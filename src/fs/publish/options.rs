use std::fmt::{self, Debug, Formatter};

use derive_more::IsVariant;

use crate::util::fmt::DebugRaw;

/// What to do when the platform has no no-replace rename.
#[derive(Debug, Clone, Copy, Default, PartialEq, Eq, IsVariant)]
pub enum Fallback {
    /// Report [`Unsupported`](crate::fs::RenameError::Unsupported) and leave the choice to the
    /// caller.
    #[default]
    Refuse,
    /// Hard-link the temporary at the destination and then unlink it. `link` also refuses to
    /// replace anything, but the file can be seen under both names for a moment and file systems
    /// without hard links still report `Unsupported`.
    HardLink,
}

/// A builder for the knobs of a [`Publisher`](super::Publisher), with logical defaults.
#[derive(Clone, PartialEq, Eq)]
pub struct PublishOptions {
    pub(crate) mode: u16,
    pub(crate) durable: bool,
    pub(crate) suffix_len: usize,
    pub(crate) max_attempts: u32,
    pub(crate) fallback: Fallback,
}

impl PublishOptions {
    pub const DEFAULT_MODE: u16 = 0o644;
    pub const DEFAULT_SUFFIX_LEN: usize = 8;
    pub const MAX_SUFFIX_LEN: usize = 32;
    pub const DEFAULT_MAX_ATTEMPTS: u32 = 8;

    pub const fn new() -> PublishOptions {
        PublishOptions {
            mode: PublishOptions::DEFAULT_MODE,
            durable: true,
            suffix_len: PublishOptions::DEFAULT_SUFFIX_LEN,
            max_attempts: PublishOptions::DEFAULT_MAX_ATTEMPTS,
            fallback: Fallback::Refuse,
        }
    }

    /// Permission bits for the published file, before the process umask applies.
    pub const fn mode(&mut self, value: u16) -> &mut Self {
        self.mode = value & 0o7777;
        self
    }

    /// Whether to `fsync` the content before the rename and the parent directory after it.
    pub const fn durable(&mut self, value: bool) -> &mut Self {
        self.durable = value;
        self
    }

    /// How many random bytes go into a temporary name, between 1 and [`Self::MAX_SUFFIX_LEN`].
    pub const fn suffix_len(&mut self, value: usize) -> &mut Self {
        self.suffix_len = if value == 0 {
            1
        } else if value > PublishOptions::MAX_SUFFIX_LEN {
            PublishOptions::MAX_SUFFIX_LEN
        } else {
            value
        };
        self
    }

    /// How many temporary names to try before giving up with
    /// [`TempCollision`](super::PublishError::TempCollision). At least one is always tried.
    pub const fn max_attempts(&mut self, value: u32) -> &mut Self {
        self.max_attempts = if value == 0 { 1 } else { value };
        self
    }

    pub const fn fallback(&mut self, value: Fallback) -> &mut Self {
        self.fallback = value;
        self
    }
}

impl Default for PublishOptions {
    fn default() -> Self {
        PublishOptions::new()
    }
}

impl Debug for PublishOptions {
    fn fmt(&self, f: &mut Formatter<'_>) -> fmt::Result {
        f.debug_struct("PublishOptions")
            .field("mode", &DebugRaw(format!("0o{:o}", self.mode)))
            .field("durable", &self.durable)
            .field("suffix_len", &self.suffix_len)
            .field("max_attempts", &self.max_attempts)
            .field("fallback", &self.fallback)
            .finish()
    }
}
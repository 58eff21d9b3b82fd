use std::fmt::{self, Debug, Display, Formatter};

/// Debug-formats a value using its [`Display`] output, without the quotes a string would get.
pub struct DebugRaw<T: Display>(pub T);

impl<T: Display> Debug for DebugRaw<T> {
    fn fmt(&self, f: &mut Formatter<'_>) -> fmt::Result {
        write!(f, "{}", self.0)
    }
}
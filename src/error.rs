//! Error types shared by every module of the crate.

use std::fmt::{self, Display, Formatter};
use std::io;

use derive_more::Error;
use libc::c_int;

/// The raw error number reported by the OS, exactly as it appeared in `errno`.
pub type RawOsError = c_int;

/// An OS failure that has no more specific meaning to this crate. The error number is kept as is
/// so that it can be inspected or turned back into an [`io::Error`].
#[derive(Debug, Clone, Copy, PartialEq, Eq, Error)]
pub struct OsError(#[error(not(source))] pub RawOsError);

impl OsError {
    pub const fn code(&self) -> RawOsError {
        self.0
    }
}

impl Display for OsError {
    fn fmt(&self, f: &mut Formatter<'_>) -> fmt::Result {
        write!(f, "{}", io::Error::from_raw_os_error(self.0))
    }
}

impl From<OsError> for io::Error {
    fn from(value: OsError) -> Self {
        io::Error::from_raw_os_error(value.0)
    }
}
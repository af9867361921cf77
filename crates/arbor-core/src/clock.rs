use std::fmt;
use std::sync::atomic::{AtomicU64, Ordering};
use std::time::{Duration, Instant};

/// Source of monotonic time for TTL bookkeeping.
pub trait Clock: Send + Sync + fmt::Debug {
    fn now(&self) -> Instant;
}

#[derive(Debug, Default, Clone, Copy)]
pub struct SystemClock;

impl Clock for SystemClock {
    fn now(&self) -> Instant {
        Instant::now()
    }
}

/// A clock that only moves when told to. Used by tests that exercise expiry.
#[derive(Debug)]
pub struct ManualClock {
    base: Instant,
    elapsed_nanos: AtomicU64,
}

impl ManualClock {
    pub fn new() -> Self {
        Self {
            base: Instant::now(),
            elapsed_nanos: AtomicU64::new(0),
        }
    }

    pub fn advance(&self, by: Duration) {
        let nanos = u64::try_from(by.as_nanos()).unwrap_or(u64::MAX);
        self.elapsed_nanos.fetch_add(nanos, Ordering::SeqCst);
    }

    /// Sets the time elapsed since construction. Moving backwards is ignored.
    pub fn set_elapsed(&self, elapsed: Duration) {
        let nanos = u64::try_from(elapsed.as_nanos()).unwrap_or(u64::MAX);
        self.elapsed_nanos.fetch_max(nanos, Ordering::SeqCst);
    }

    pub fn elapsed(&self) -> Duration {
        Duration::from_nanos(self.elapsed_nanos.load(Ordering::SeqCst))
    }
}

impl Default for ManualClock {
    fn default() -> Self {
        Self::new()
    }
}

impl Clock for ManualClock {
    fn now(&self) -> Instant {
        self.base + self.elapsed()
    }
}
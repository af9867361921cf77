//! Memoized classpath container and variable resolution.
//!
//! Resolution itself belongs to an external [`Initializer`]; this crate only
//! remembers the outcome per `(owner, key)` with an explicit in-progress state,
//! so a resolver that reenters the cache for a key it is already resolving
//! gets an immediate answer instead of recursing or deadlocking.

mod container;
mod error;
mod lazy;
mod persist;

pub use container::{
    ClasspathContainer, ClasspathEntry, ContainerCache, ContainerKind, ContainerPath, ProjectName,
    VariableCache,
};
pub use error::{ClasspathError, ResolutionError, Result};
pub use lazy::{InitContext, Initializer, LazyCacheStats, LazyResourceCache, Lookup};
pub use persist::{
    load_snapshot, save_snapshot, ClasspathSnapshot, SNAPSHOT_FILE_NAME, SNAPSHOT_SCHEMA_VERSION,
};
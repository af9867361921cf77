#[derive(Debug, Clone, PartialEq, Eq, thiserror::Error)]
pub enum IndexError {
    #[error("a scan is already in progress (scan {active})")]
    ScanInProgress { active: u64 },
    /// The scan this handle belongs to has already ended or been aborted.
    #[error("scan {scan} is no longer active")]
    StaleScan { scan: u64 },
    #[error("scan cancelled")]
    Cancelled,
}

impl From<arbor_core::Cancelled> for IndexError {
    fn from(_: arbor_core::Cancelled) -> Self {
        IndexError::Cancelled
    }
}

pub type Result<T, E = IndexError> = std::result::Result<T, E>;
□ □ □ □ □
[GOAL OF THE EXERCISE] Every line in the material above that has the word "Clone" should be copied.

[RESULT OF THE EXERCISE]
#[derive(Debug, Clone, Copy, Default, PartialEq, Eq, IsVariant)]
#[derive(Clone, PartialEq, Eq)]
#[derive(Debug, Clone, Copy, PartialEq, Eq, Error)]
#[derive(Debug, Default, Clone, Copy)]
#[derive(Debug, Clone, PartialEq, Eq, thiserror::Error)]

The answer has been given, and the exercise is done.